==== Extracted material
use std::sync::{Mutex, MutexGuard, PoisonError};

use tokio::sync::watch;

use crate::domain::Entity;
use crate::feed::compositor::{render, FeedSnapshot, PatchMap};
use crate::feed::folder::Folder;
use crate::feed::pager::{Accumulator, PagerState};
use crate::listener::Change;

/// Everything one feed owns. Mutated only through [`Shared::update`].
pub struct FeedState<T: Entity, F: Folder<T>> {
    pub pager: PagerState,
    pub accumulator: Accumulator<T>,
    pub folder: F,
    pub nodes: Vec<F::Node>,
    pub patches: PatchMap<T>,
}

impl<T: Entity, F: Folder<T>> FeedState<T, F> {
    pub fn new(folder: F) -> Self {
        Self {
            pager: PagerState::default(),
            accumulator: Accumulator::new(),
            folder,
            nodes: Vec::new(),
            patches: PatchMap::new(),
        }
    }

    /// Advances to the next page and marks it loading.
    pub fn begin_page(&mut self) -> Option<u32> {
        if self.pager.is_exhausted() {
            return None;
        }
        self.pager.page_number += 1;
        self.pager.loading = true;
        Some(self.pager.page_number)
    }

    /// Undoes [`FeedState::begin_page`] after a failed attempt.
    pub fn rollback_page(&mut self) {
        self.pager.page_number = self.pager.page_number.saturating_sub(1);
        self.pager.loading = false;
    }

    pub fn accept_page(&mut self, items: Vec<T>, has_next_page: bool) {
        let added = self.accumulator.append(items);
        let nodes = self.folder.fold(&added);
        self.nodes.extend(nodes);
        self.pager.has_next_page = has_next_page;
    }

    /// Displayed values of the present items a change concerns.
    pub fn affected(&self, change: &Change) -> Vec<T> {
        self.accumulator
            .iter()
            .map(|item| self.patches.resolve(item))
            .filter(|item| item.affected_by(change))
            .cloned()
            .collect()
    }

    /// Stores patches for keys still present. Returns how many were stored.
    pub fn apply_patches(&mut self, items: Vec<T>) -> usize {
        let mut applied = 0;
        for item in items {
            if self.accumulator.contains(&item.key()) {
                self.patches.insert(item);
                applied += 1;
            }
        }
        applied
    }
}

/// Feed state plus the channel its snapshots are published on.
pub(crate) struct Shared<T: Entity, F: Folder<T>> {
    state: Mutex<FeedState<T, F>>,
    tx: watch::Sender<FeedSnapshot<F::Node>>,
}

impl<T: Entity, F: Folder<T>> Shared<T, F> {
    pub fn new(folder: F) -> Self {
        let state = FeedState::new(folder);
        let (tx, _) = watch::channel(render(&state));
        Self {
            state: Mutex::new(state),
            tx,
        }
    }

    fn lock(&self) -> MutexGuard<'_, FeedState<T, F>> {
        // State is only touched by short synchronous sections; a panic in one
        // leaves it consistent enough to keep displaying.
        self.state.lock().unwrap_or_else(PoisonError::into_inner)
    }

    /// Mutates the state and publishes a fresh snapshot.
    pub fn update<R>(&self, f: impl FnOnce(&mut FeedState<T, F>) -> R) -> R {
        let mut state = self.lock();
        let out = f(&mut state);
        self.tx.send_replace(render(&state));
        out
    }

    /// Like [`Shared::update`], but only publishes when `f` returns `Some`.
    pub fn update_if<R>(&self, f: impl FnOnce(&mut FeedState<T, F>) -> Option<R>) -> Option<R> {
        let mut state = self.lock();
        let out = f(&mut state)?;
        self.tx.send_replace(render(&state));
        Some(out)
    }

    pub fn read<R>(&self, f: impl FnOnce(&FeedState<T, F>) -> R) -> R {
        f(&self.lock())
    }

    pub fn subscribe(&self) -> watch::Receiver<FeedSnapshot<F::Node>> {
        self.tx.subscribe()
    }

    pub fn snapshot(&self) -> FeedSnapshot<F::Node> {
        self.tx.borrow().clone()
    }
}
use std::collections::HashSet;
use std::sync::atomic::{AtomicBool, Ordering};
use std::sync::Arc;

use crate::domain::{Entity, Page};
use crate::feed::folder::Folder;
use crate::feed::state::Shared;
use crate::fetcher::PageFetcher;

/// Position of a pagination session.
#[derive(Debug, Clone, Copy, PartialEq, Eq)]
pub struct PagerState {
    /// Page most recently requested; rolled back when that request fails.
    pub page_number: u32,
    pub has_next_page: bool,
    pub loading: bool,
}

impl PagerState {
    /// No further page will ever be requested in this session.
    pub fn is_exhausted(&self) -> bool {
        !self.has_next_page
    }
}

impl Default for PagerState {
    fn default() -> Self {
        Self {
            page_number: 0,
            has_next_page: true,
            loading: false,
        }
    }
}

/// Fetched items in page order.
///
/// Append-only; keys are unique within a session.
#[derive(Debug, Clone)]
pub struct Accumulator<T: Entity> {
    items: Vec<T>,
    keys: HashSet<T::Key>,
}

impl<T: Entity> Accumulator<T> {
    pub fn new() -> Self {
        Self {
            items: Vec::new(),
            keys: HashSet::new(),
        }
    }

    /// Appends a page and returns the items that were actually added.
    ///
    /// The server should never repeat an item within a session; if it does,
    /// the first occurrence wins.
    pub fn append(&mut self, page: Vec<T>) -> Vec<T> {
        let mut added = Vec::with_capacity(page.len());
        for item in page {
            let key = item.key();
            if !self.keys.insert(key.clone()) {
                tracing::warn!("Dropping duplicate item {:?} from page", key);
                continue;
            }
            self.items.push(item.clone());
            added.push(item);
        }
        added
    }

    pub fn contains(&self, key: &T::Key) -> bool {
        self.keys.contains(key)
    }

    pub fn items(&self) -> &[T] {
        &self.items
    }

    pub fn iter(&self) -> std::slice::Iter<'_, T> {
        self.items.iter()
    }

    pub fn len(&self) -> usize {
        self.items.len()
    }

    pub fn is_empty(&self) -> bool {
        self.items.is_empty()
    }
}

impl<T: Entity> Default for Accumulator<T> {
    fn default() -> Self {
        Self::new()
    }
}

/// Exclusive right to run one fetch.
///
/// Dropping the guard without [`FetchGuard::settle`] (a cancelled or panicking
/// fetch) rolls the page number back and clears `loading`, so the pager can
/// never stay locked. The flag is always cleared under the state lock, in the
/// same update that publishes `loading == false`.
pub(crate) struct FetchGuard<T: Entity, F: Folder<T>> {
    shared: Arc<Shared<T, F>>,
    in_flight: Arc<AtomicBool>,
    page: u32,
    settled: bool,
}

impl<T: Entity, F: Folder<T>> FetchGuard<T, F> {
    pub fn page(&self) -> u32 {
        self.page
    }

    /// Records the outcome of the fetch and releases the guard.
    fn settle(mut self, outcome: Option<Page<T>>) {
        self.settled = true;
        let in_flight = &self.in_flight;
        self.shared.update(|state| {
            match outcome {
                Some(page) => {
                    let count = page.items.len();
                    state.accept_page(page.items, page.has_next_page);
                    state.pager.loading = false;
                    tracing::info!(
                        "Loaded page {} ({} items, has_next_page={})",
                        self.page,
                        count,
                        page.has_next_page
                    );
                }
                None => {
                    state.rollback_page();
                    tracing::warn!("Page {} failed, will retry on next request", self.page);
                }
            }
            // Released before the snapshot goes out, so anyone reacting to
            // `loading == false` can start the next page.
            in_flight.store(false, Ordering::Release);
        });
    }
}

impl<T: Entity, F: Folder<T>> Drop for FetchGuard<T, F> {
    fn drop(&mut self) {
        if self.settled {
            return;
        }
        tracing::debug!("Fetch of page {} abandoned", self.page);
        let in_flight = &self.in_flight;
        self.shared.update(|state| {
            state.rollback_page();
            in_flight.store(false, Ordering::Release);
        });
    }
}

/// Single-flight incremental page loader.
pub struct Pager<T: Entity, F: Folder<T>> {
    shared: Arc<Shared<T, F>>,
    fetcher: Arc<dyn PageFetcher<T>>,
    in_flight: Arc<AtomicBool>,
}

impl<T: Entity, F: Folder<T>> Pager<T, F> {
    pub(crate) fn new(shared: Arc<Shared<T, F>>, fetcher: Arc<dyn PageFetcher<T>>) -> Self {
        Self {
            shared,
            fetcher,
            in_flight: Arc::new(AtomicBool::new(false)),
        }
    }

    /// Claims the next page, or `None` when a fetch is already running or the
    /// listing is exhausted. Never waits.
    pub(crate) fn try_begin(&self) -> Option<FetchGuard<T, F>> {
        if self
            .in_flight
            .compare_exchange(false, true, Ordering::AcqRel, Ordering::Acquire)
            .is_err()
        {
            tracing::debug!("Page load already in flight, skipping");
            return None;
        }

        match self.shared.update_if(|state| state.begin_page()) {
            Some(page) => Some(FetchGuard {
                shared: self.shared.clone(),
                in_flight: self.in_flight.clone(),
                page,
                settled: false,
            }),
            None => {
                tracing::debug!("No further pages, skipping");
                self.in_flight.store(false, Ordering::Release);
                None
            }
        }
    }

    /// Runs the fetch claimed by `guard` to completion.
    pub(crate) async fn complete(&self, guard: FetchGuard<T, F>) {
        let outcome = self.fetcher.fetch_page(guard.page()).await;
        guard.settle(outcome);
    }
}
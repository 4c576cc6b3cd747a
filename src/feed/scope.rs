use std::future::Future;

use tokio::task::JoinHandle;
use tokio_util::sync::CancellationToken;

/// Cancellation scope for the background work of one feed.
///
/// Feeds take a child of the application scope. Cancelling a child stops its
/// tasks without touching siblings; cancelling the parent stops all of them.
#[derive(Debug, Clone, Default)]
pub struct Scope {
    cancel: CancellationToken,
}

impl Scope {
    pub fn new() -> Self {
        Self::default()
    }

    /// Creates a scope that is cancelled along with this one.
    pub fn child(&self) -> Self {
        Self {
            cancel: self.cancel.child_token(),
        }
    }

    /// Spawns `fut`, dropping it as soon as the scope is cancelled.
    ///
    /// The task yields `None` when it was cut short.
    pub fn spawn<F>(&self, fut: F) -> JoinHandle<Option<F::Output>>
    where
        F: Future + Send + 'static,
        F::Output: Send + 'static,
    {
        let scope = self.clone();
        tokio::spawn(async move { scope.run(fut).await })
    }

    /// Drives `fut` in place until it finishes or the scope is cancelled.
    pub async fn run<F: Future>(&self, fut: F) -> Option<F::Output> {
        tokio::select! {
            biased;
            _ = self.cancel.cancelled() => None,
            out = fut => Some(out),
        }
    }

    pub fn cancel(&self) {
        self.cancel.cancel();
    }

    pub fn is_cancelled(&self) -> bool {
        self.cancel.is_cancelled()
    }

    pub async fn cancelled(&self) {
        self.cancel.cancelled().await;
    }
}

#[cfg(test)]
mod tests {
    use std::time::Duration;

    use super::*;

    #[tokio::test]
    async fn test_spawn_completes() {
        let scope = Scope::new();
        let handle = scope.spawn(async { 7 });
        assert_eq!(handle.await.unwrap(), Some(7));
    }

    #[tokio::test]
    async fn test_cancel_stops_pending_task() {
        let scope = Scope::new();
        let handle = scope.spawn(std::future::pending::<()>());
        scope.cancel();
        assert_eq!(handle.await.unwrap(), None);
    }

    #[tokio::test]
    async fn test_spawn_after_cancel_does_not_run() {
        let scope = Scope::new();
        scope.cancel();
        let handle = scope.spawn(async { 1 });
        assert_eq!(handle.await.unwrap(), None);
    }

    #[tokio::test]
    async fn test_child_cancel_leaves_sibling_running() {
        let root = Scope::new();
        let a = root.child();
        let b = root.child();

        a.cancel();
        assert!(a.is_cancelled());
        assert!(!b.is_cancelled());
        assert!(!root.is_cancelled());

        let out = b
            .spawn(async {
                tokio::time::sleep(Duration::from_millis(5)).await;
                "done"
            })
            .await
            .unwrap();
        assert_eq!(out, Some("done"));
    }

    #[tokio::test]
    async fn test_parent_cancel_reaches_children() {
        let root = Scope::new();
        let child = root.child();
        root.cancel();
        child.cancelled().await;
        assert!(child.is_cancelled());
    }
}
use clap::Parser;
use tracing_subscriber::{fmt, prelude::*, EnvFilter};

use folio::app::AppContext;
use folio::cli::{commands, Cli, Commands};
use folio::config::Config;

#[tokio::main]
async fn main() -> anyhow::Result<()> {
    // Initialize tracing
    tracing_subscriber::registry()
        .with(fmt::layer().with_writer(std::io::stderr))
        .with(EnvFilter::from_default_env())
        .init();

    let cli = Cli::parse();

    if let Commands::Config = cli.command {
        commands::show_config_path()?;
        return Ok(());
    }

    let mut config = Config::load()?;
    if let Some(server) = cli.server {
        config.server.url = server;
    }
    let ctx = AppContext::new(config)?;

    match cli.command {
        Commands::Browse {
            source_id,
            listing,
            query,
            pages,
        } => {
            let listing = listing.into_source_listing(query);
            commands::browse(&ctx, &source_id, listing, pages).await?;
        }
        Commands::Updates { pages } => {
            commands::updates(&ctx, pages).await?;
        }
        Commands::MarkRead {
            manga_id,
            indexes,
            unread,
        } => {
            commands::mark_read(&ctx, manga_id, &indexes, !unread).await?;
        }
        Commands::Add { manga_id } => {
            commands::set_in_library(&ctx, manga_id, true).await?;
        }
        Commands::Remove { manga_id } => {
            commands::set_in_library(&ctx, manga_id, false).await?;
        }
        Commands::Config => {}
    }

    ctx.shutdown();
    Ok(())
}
========
**Task directions:** Begin with the first line of the records and finish with the line containing "a change concerns.". Reproduce those lines exactly, both ends included, and nothing else.

**Problem solution:**
use std::sync::{Mutex, MutexGuard, PoisonError};

use tokio::sync::watch;

use crate::domain::Entity;
use crate::feed::compositor::{render, FeedSnapshot, PatchMap};
use crate::feed::folder::Folder;
use crate::feed::pager::{Accumulator, PagerState};
use crate::listener::Change;

/// Everything one feed owns. Mutated only through [`Shared::update`].
pub struct FeedState<T: Entity, F: Folder<T>> {
    pub pager: PagerState,
    pub accumulator: Accumulator<T>,
    pub folder: F,
    pub nodes: Vec<F::Node>,
    pub patches: PatchMap<T>,
}

impl<T: Entity, F: Folder<T>> FeedState<T, F> {
    pub fn new(folder: F) -> Self {
        Self {
            pager: PagerState::default(),
            accumulator: Accumulator::new(),
            folder,
            nodes: Vec::new(),
            patches: PatchMap::new(),
        }
    }

    /// Advances to the next page and marks it loading.
    pub fn begin_page(&mut self) -> Option<u32> {
        if self.pager.is_exhausted() {
            return None;
        }
        self.pager.page_number += 1;
        self.pager.loading = true;
        Some(self.pager.page_number)
    }

    /// Undoes [`FeedState::begin_page`] after a failed attempt.
    pub fn rollback_page(&mut self) {
        self.pager.page_number = self.pager.page_number.saturating_sub(1);
        self.pager.loading = false;
    }

    pub fn accept_page(&mut self, items: Vec<T>, has_next_page: bool) {
        let added = self.accumulator.append(items);
        let nodes = self.folder.fold(&added);
        self.nodes.extend(nodes);
        self.pager.has_next_page = has_next_page;
    }

    /// Displayed values of the present items a change concerns.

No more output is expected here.